Today the payment service PayPal announced that it was changing the way it processed merchant transaction for amounts less than $10. The new fee structure would make it considerably less expensive for digital content sellers, like virtual goods businesses, to let their customers pay via PayPal. 

The new fee structure lets merchants accumulate microtransactions until they've reached a certain threshhold, at which time PayPal will charge a single fee for the total cost of all microtransactions to date. Previously, PayPal charged fees on individual transactions less than $10 that could account for substantial amounts of the transaction's total value.

The new service is intended to make PayPal a payment method friendlier to sellers of digital media, like videos, music, and ebooks, according to Business Week. PayPal is also a very popular payment option for social games that sell users virtual goods and currency, though, and it's not unusual for virtual items to have price tags substantially cheaper than PayPal's $10 threshold. 

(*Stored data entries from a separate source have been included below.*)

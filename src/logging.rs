//! Per-request logging handle.
//!
//! One `RequestLog` is created for each incoming listing/page request and
//! passed down by reference, so every line emitted while resolving that
//! request carries the same `[request_id provider]` prefix.

use log::Level;
use std::sync::atomic::{AtomicU64, Ordering};

const TARGET: &str = "rust_manga_mapper::request";

static NEXT_REQUEST: AtomicU64 = AtomicU64::new(1);

#[derive(Debug, Clone)]
pub struct RequestLog {
    request_id: String,
    provider: String,
}

impl RequestLog {
    pub fn new(request_id: impl Into<String>, provider: impl Into<String>) -> Self {
        Self {
            request_id: request_id.into(),
            provider: provider.into(),
        }
    }

    /// Create a handle with a process-unique sequential id.
    pub fn for_provider(provider: &str) -> Self {
        let n = NEXT_REQUEST.fetch_add(1, Ordering::Relaxed);
        Self::new(format!("req-{}", n), provider)
    }

    pub fn request_id(&self) -> &str {
        &self.request_id
    }

    pub fn provider(&self) -> &str {
        &self.provider
    }

    pub fn log(&self, level: Level, message: &str) {
        log::log!(target: TARGET, level, "[{} {}] {}", self.request_id, self.provider, message);
    }

    pub fn debug(&self, message: impl AsRef<str>) {
        self.log(Level::Debug, message.as_ref());
    }

    pub fn info(&self, message: impl AsRef<str>) {
        self.log(Level::Info, message.as_ref());
    }

    pub fn warn(&self, message: impl AsRef<str>) {
        self.log(Level::Warn, message.as_ref());
    }

    pub fn error(&self, message: impl AsRef<str>) {
        self.log(Level::Error, message.as_ref());
    }
}

#[cfg(test)]
mod tests {
    use super::*;

    #[test]
    fn test_sequential_ids() {
        let a = RequestLog::for_provider("mangapill");
        let b = RequestLog::for_provider("mangapill");
        assert_ne!(a.request_id(), b.request_id());
        assert_eq!(a.provider(), "mangapill");
    }
}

Under PayPal's original price structure, the service took a 5% cut of transactions under $10, along with a flat $.05 fee. So a user spending $.99 to purchase a song or ebook (or virtual goods) through PayPal would send the merchant only $.89 and PayPal $.10, a full 10% of the cost of the transaction. 

Under the new transaction rules, PayPal would not charge the merchant until a substantial number of transactions had processed. This would substantially reduce the size of PayPal's cut, but would hopefully encourage more merchants to accept the service as a form of payment for cheap digital goods. 

According to Francesco Rovetta of PayPal's San Francisco-based mobile division, PayPal has not worked out how many transactions at a time will be bundled together before the company charges its service fee. PayPal hopes the move will help the $30 billion market for digital goods expand more quickly. 

It's worth noting that $1.6 billion of that market is accounted for by sales of virtual goods, which could see considerable lift if PayPal becomes a more attractive payment option.